Exercise description:
Reproduce the data that follows in its entirety, character for character.
"""
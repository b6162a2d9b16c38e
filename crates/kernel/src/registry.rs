use anyhow::Context;
use std::sync::Arc;

use crate::module::{InitCtx, Migration, Module};

/// Core modules in initialization order. Custom modules always follow them.
const CORE_MODULE_ORDER: &[&str] = &[
    "db", // Database connection
];

/// Module registry for managing module lifecycle with core/custom separation
#[derive(Default)]
pub struct ModuleRegistry {
    core_modules: Vec<Arc<dyn Module>>,
    custom_modules: Vec<Arc<dyn Module>>,
}

impl ModuleRegistry {
    pub fn new() -> Self {
        Self::default()
    }

    /// Register a core module. Core modules not listed in the core order are ignored
    /// by lifecycle calls.
    pub fn register_core(&mut self, module: Arc<dyn Module>) {
        self.core_modules.push(module);
    }

    /// Register a custom module; custom modules run in registration order.
    pub fn register_custom(&mut self, module: Arc<dyn Module>) {
        self.custom_modules.push(module);
    }

    /// All registered modules, core first.
    pub fn modules(&self) -> Vec<&Arc<dyn Module>> {
        self.core_modules
            .iter()
            .chain(self.custom_modules.iter())
            .collect()
    }

    pub fn get_module(&self, name: &str) -> Option<&Arc<dyn Module>> {
        self.modules().into_iter().find(|module| module.name() == name)
    }

    fn ordered_core(&self) -> impl DoubleEndedIterator<Item = &Arc<dyn Module>> {
        CORE_MODULE_ORDER.iter().filter_map(|&name| {
            self.core_modules
                .iter()
                .find(|module| module.name() == name)
        })
    }

    /// Modules in lifecycle order: ordered core modules, then custom modules.
    fn lifecycle_order(&self) -> Vec<&Arc<dyn Module>> {
        self.ordered_core()
            .chain(self.custom_modules.iter())
            .collect()
    }

    pub async fn init_all(&self, ctx: &InitCtx<'_>) -> anyhow::Result<()> {
        for module in self.lifecycle_order() {
            tracing::info!(module = module.name(), "initializing module");
            module
                .init(ctx)
                .await
                .with_context(|| format!("failed to initialize module '{}'", module.name()))?;
        }
        Ok(())
    }

    pub async fn start_all(&self, ctx: &InitCtx<'_>) -> anyhow::Result<()> {
        for module in self.lifecycle_order() {
            tracing::info!(module = module.name(), "starting module");
            module
                .start(ctx)
                .await
                .with_context(|| format!("failed to start module '{}'", module.name()))?;
        }
        Ok(())
    }

    /// Stop every module in reverse lifecycle order. Keeps going past failures
    /// and reports the first one.
    pub async fn stop_all(&self) -> anyhow::Result<()> {
        let mut first_error = None;
        for module in self.lifecycle_order().into_iter().rev() {
            tracing::info!(module = module.name(), "stopping module");
            if let Err(err) = module.stop().await {
                tracing::error!(module = module.name(), error = %err, "module failed to stop");
                first_error.get_or_insert(
                    err.context(format!("failed to stop module '{}'", module.name())),
                );
            }
        }
        first_error.map_or(Ok(()), Err)
    }

    /// Collect migrations from every module as `(module name, migration)`,
    /// sorted by module name then migration id.
    pub fn collect_migrations(&self) -> Vec<(String, Migration)> {
        let mut migrations: Vec<(String, Migration)> = self
            .modules()
            .into_iter()
            .flat_map(|module| {
                module
                    .migrations()
                    .into_iter()
                    .map(move |migration| (module.name().to_string(), migration))
            })
            .collect();

        migrations.sort_by(|a, b| a.0.cmp(&b.0).then_with(|| a.1.id.cmp(b.1.id)));
        migrations
    }
}

#[cfg(test)]
mod tests {
    use super::*;
    use crate::settings::Settings;
    use std::sync::Mutex;

    struct RecordingModule {
        name: &'static str,
        journal: Arc<Mutex<Vec<String>>>,
        fail_stop: bool,
    }

    impl RecordingModule {
        fn new(name: &'static str, journal: &Arc<Mutex<Vec<String>>>) -> Arc<Self> {
            Arc::new(Self {
                name,
                journal: journal.clone(),
                fail_stop: false,
            })
        }

        fn record(&self, event: &str) {
            self.journal
                .lock()
                .unwrap()
                .push(format!("{}:{}", event, self.name));
        }
    }

    #[async_trait::async_trait]
    impl Module for RecordingModule {
        fn name(&self) -> &'static str {
            self.name
        }

        async fn init(&self, _ctx: &InitCtx<'_>) -> anyhow::Result<()> {
            self.record("init");
            Ok(())
        }

        fn migrations(&self) -> Vec<Migration> {
            vec![
                Migration {
                    id: "002_second",
                    command: serde_json::json!({}),
                },
                Migration {
                    id: "001_first",
                    command: serde_json::json!({}),
                },
            ]
        }

        async fn start(&self, _ctx: &InitCtx<'_>) -> anyhow::Result<()> {
            self.record("start");
            Ok(())
        }

        async fn stop(&self) -> anyhow::Result<()> {
            self.record("stop");
            if self.fail_stop {
                anyhow::bail!("boom");
            }
            Ok(())
        }
    }

    #[test]
    fn empty_registry_has_no_modules_or_migrations() {
        let registry = ModuleRegistry::new();
        assert!(registry.modules().is_empty());
        assert!(registry.collect_migrations().is_empty());
    }

    #[test]
    fn migrations_are_sorted_by_module_then_id() {
        let journal = Arc::default();
        let mut registry = ModuleRegistry::new();
        registry.register_custom(RecordingModule::new("books", &journal));
        registry.register_core(RecordingModule::new("db", &journal));

        let ids: Vec<String> = registry
            .collect_migrations()
            .into_iter()
            .map(|(module, migration)| format!("{}/{}", module, migration.id))
            .collect();
        assert_eq!(
            ids,
            vec![
                "books/001_first",
                "books/002_second",
                "db/001_first",
                "db/002_second"
            ]
        );
    }

    #[test]
    fn get_module_searches_core_and_custom() {
        let journal = Arc::default();
        let mut registry = ModuleRegistry::new();
        registry.register_core(RecordingModule::new("db", &journal));
        registry.register_custom(RecordingModule::new("books", &journal));

        assert!(registry.get_module("db").is_some());
        assert!(registry.get_module("books").is_some());
        assert!(registry.get_module("users").is_none());
    }

    #[tokio::test]
    async fn lifecycle_runs_core_first_and_stops_in_reverse() {
        let journal: Arc<Mutex<Vec<String>>> = Arc::default();
        let mut registry = ModuleRegistry::new();
        registry.register_custom(RecordingModule::new("books", &journal));
        registry.register_core(RecordingModule::new("db", &journal));
        let settings = Settings::default();
        let ctx = InitCtx {
            settings: &settings,
        };

        registry.init_all(&ctx).await.unwrap();
        registry.start_all(&ctx).await.unwrap();
        registry.stop_all().await.unwrap();

        assert_eq!(
            *journal.lock().unwrap(),
            vec![
                "init:db",
                "init:books",
                "start:db",
                "start:books",
                "stop:books",
                "stop:db"
            ]
        );
    }

    #[tokio::test]
    async fn stop_all_continues_after_failure() {
        let journal: Arc<Mutex<Vec<String>>> = Arc::default();
        let mut registry = ModuleRegistry::new();
        registry.register_core(RecordingModule::new("db", &journal));
        registry.register_custom(Arc::new(RecordingModule {
            name: "books",
            journal: journal.clone(),
            fail_stop: true,
        }));

        let err = registry.stop_all().await.unwrap_err();
        assert!(err.to_string().contains("books"));
        assert_eq!(*journal.lock().unwrap(), vec!["stop:books", "stop:db"]);
    }
}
"""
Exercise solution:
repository b6162a2d9b16c38e
filename crates/kernel/src/registry.rs
use anyhow::Context;
use std::sync::Arc;

use crate::module::{InitCtx, Migration, Module};

/// Core modules in initialization order. Custom modules always follow them.
const CORE_MODULE_ORDER: &[&str] = &[
    "db", // Database connection
];

/// Module registry for managing module lifecycle with core/custom separation
#[derive(Default)]
pub struct ModuleRegistry {
    core_modules: Vec<Arc<dyn Module>>,
    custom_modules: Vec<Arc<dyn Module>>,
}

impl ModuleRegistry {
    pub fn new() -> Self {
        Self::default()
    }

    /// Register a core module. Core modules not listed in the core order are ignored
    /// by lifecycle calls.
    pub fn register_core(&mut self, module: Arc<dyn Module>) {
        self.core_modules.push(module);
    }

    /// Register a custom module; custom modules run in registration order.
    pub fn register_custom(&mut self, module: Arc<dyn Module>) {
        self.custom_modules.push(module);
    }

    /// All registered modules, core first.
    pub fn modules(&self) -> Vec<&Arc<dyn Module>> {
        self.core_modules
            .iter()
            .chain(self.custom_modules.iter())
            .collect()
    }

    pub fn get_module(&self, name: &str) -> Option<&Arc<dyn Module>> {
        self.modules().into_iter().find(|module| module.name() == name)
    }

    fn ordered_core(&self) -> impl DoubleEndedIterator<Item = &Arc<dyn Module>> {
        CORE_MODULE_ORDER.iter().filter_map(|&name| {
            self.core_modules
                .iter()
                .find(|module| module.name() == name)
        })
    }

    /// Modules in lifecycle order: ordered core modules, then custom modules.
    fn lifecycle_order(&self) -> Vec<&Arc<dyn Module>> {
        self.ordered_core()
            .chain(self.custom_modules.iter())
            .collect()
    }

    pub async fn init_all(&self, ctx: &InitCtx<'_>) -> anyhow::Result<()> {
        for module in self.lifecycle_order() {
            tracing::info!(module = module.name(), "initializing module");
            module
                .init(ctx)
                .await
                .with_context(|| format!("failed to initialize module '{}'", module.name()))?;
        }
        Ok(())
    }

    pub async fn start_all(&self, ctx: &InitCtx<'_>) -> anyhow::Result<()> {
        for module in self.lifecycle_order() {
            tracing::info!(module = module.name(), "starting module");
            module
                .start(ctx)
                .await
                .with_context(|| format!("failed to start module '{}'", module.name()))?;
        }
        Ok(())
    }

    /// Stop every module in reverse lifecycle order. Keeps going past failures
    /// and reports the first one.
    pub async fn stop_all(&self) -> anyhow::Result<()> {
        let mut first_error = None;
        for module in self.lifecycle_order().into_iter().rev() {
            tracing::info!(module = module.name(), "stopping module");
            if let Err(err) = module.stop().await {
                tracing::error!(module = module.name(), error = %err, "module failed to stop");
                first_error.get_or_insert(
                    err.context(format!("failed to stop module '{}'", module.name())),
                );
            }
        }
        first_error.map_or(Ok(()), Err)
    }

    /// Collect migrations from every module as `(module name, migration)`,
    /// sorted by module name then migration id.
    pub fn collect_migrations(&self) -> Vec<(String, Migration)> {
        let mut migrations: Vec<(String, Migration)> = self
            .modules()
            .into_iter()
            .flat_map(|module| {
                module
                    .migrations()
                    .into_iter()
                    .map(move |migration| (module.name().to_string(), migration))
            })
            .collect();

        migrations.sort_by(|a, b| a.0.cmp(&b.0).then_with(|| a.1.id.cmp(b.1.id)));
        migrations
    }
}

#[cfg(test)]
mod tests {
    use super::*;
    use crate::settings::Settings;
    use std::sync::Mutex;

    struct RecordingModule {
        name: &'static str,
        journal: Arc<Mutex<Vec<String>>>,
        fail_stop: bool,
    }

    impl RecordingModule {
        fn new(name: &'static str, journal: &Arc<Mutex<Vec<String>>>) -> Arc<Self> {
            Arc::new(Self {
                name,
                journal: journal.clone(),
                fail_stop: false,
            })
        }

        fn record(&self, event: &str) {
            self.journal
                .lock()
                .unwrap()
                .push(format!("{}:{}", event, self.name));
        }
    }

    #[async_trait::async_trait]
    impl Module for RecordingModule {
        fn name(&self) -> &'static str {
            self.name
        }

        async fn init(&self, _ctx: &InitCtx<'_>) -> anyhow::Result<()> {
            self.record("init");
            Ok(())
        }

        fn migrations(&self) -> Vec<Migration> {
            vec![
                Migration {
                    id: "002_second",
                    command: serde_json::json!({}),
                },
                Migration {
                    id: "001_first",
                    command: serde_json::json!({}),
                },
            ]
        }

        async fn start(&self, _ctx: &InitCtx<'_>) -> anyhow::Result<()> {
            self.record("start");
            Ok(())
        }

        async fn stop(&self) -> anyhow::Result<()> {
            self.record("stop");
            if self.fail_stop {
                anyhow::bail!("boom");
            }
            Ok(())
        }
    }

    #[test]
    fn empty_registry_has_no_modules_or_migrations() {
        let registry = ModuleRegistry::new();
        assert!(registry.modules().is_empty());
        assert!(registry.collect_migrations().is_empty());
    }

    #[test]
    fn migrations_are_sorted_by_module_then_id() {
        let journal = Arc::default();
        let mut registry = ModuleRegistry::new();
        registry.register_custom(RecordingModule::new("books", &journal));
        registry.register_core(RecordingModule::new("db", &journal));

        let ids: Vec<String> = registry
            .collect_migrations()
            .into_iter()
            .map(|(module, migration)| format!("{}/{}", module, migration.id))
            .collect();
        assert_eq!(
            ids,
            vec![
                "books/001_first",
                "books/002_second",
                "db/001_first",
                "db/002_second"
            ]
        );
    }

    #[test]
    fn get_module_searches_core_and_custom() {
        let journal = Arc::default();
        let mut registry = ModuleRegistry::new();
        registry.register_core(RecordingModule::new("db", &journal));
        registry.register_custom(RecordingModule::new("books", &journal));

        assert!(registry.get_module("db").is_some());
        assert!(registry.get_module("books").is_some());
        assert!(registry.get_module("users").is_none());
    }

    #[tokio::test]
    async fn lifecycle_runs_core_first_and_stops_in_reverse() {
        let journal: Arc<Mutex<Vec<String>>> = Arc::default();
        let mut registry = ModuleRegistry::new();
        registry.register_custom(RecordingModule::new("books", &journal));
        registry.register_core(RecordingModule::new("db", &journal));
        let settings = Settings::default();
        let ctx = InitCtx {
            settings: &settings,
        };

        registry.init_all(&ctx).await.unwrap();
        registry.start_all(&ctx).await.unwrap();
        registry.stop_all().await.unwrap();

        assert_eq!(
            *journal.lock().unwrap(),
            vec![
                "init:db",
                "init:books",
                "start:db",
                "start:books",
                "stop:books",
                "stop:db"
            ]
        );
    }

    #[tokio::test]
    async fn stop_all_continues_after_failure() {
        let journal: Arc<Mutex<Vec<String>>> = Arc::default();
        let mut registry = ModuleRegistry::new();
        registry.register_core(RecordingModule::new("db", &journal));
        registry.register_custom(Arc::new(RecordingModule {
            name: "books",
            journal: journal.clone(),
            fail_stop: true,
        }));

        let err = registry.stop_all().await.unwrap_err();
        assert!(err.to_string().contains("books"));
        assert_eq!(*journal.lock().unwrap(), vec!["stop:books", "stop:db"]);
    }
}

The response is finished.